Curiously, though, she wasn’t frightened at all. She was in a power to work her turning-spell. Not to take vengeance against Cornelius Traherne, oh no, she wasn’t about to go breaking her promise to her mother; but to turn him away from doing harm to Belle.

A glare of lightning lit up the trees bent almost to the ground, and in the flashing light the serpent carved about her mother’s obeah-stick writhed.

Squatting in the porch, Evie reached into her bankra and pulled out the handkerchief of Cornelius Traherne that she’d confiscated from Belle seven years before. Quickly she twisted it into a coil and tied it round the neck of the serpent; then she smeared it with the paste she’d prepared of grave-dirt and asafoetida mixed with lime juice, and a few other things too, besides.

Then, bracing herself against the wind, she held the obeah-stick high, and began to chant. Power surged through her like a lightning flash.

 

Lightning lit up the old guango tree that guarded the turn-off to Eden great house. In the glare, Belle saw that the wind had completely stripped it of its leaves.

The house was in darkness. Shingles were flying off the roof like arrows. ‘Papa!’ she shouted. ‘
Papa!

She couldn’t get through to the front of the house. The path that led to the verandah steps was blocked by the remains of the bath-house roof. Digging in her heels, she put her horse at the wreckage. They sailed over. She cantered into the garden.

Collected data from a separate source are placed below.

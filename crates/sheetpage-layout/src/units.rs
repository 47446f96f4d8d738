//! Unit conversions
//!
//! Everything in the output document is measured in millimetres. Sheets
//! measure rows in points, columns in character widths, margins in inches
//! and sub-cell offsets in 96 dpi pixels.

/// Millimetres per inch
pub const MM_PER_INCH: f64 = 25.4;

/// Points per inch
pub const POINTS_PER_INCH: f64 = 72.0;

/// Pixels per inch (screen resolution assumed by spreadsheet pixel units)
pub const PIXELS_PER_INCH: f64 = 96.0;

/// Maximum digit width of the default font (Calibri 11) in pixels
pub const MAX_DIGIT_WIDTH_PX: f64 = 7.0;

/// Cell padding added to every column, in pixels
pub const COLUMN_PADDING_PX: f64 = 5.0;

/// Inches to millimetres
pub fn inches_to_mm(inches: f64) -> f64 {
    inches * MM_PER_INCH
}

/// Millimetres to inches
pub fn mm_to_inches(mm: f64) -> f64 {
    mm / MM_PER_INCH
}

/// Points to millimetres
pub fn points_to_mm(points: f64) -> f64 {
    points * MM_PER_INCH / POINTS_PER_INCH
}

/// Pixels to millimetres
pub fn pixels_to_mm(pixels: f64) -> f64 {
    pixels * MM_PER_INCH / PIXELS_PER_INCH
}

/// Column width in characters to whole pixels
///
/// Non-positive widths collapse to zero.
pub fn column_width_to_pixels(chars: f64) -> f64 {
    if chars > 0.0 {
        (chars * MAX_DIGIT_WIDTH_PX + COLUMN_PADDING_PX).trunc()
    } else {
        0.0
    }
}

/// Column width in characters to millimetres
pub fn column_width_to_mm(chars: f64) -> f64 {
    pixels_to_mm(column_width_to_pixels(chars))
}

A flash of white by the verandah – and there he was, in his shirtsleeves and soaked to the skin, as she was, but unhurt, thank God.

When he saw her, he froze. ‘
Belle
? What are you doing here?’

‘I had to find you!’ she shouted above the scream of the wind.

Grabbing the bridle, her father pulled her out of the saddle and into his arms.

Suddenly she was shaking so hard that she could hardly stand. ‘I had to find you,’ she mumbled into his chest.

‘I thought you were at Burntwood,’ he said, holding her tight. ‘I thought you were with Mamma and the twins.’

‘I was – they are – they’re in the cutwind – but I—’

A terrific gust of wind nearly blew them off their feet, and above their heads part of the verandah roof lifted and blew down, blocking the way to the cellars at the other side of the house.

The horse reared. Papa grasped the bridle with one hand, and put the other arm round Belle. ‘Come on,’ he shouted in her ear. ‘No time to get to the cellars! I know where we can go.’

 

A gust of wind dashed what sounded like an entire tree against the outside of the cutwind. It didn’t even shudder.

Inside there was an air of cramped and sweaty companionship. No-one was unduly alarmed. Some of the nurses were humming cheerful hymns, and several were also fingering little charm-bags at their necks, just for good measure. The twins were digging each other in the ribs and giggling. Everyone knew they would be safe in the cutwind. In the hundred and seventy years since it was built, it had weathered more hurricanes than anyone could remember – and protected the rest of the great house, too. Burntwood might have a reputation for being ‘bad luckid’, but no hurricane could bring it down.

A laundrywoman lifted the lid off a basket on her lap and started doling out squares of cornmeal pone and wangla nut brittle. She offered a piece of pone to Madeleine, who managed a tight smile, but shook her head.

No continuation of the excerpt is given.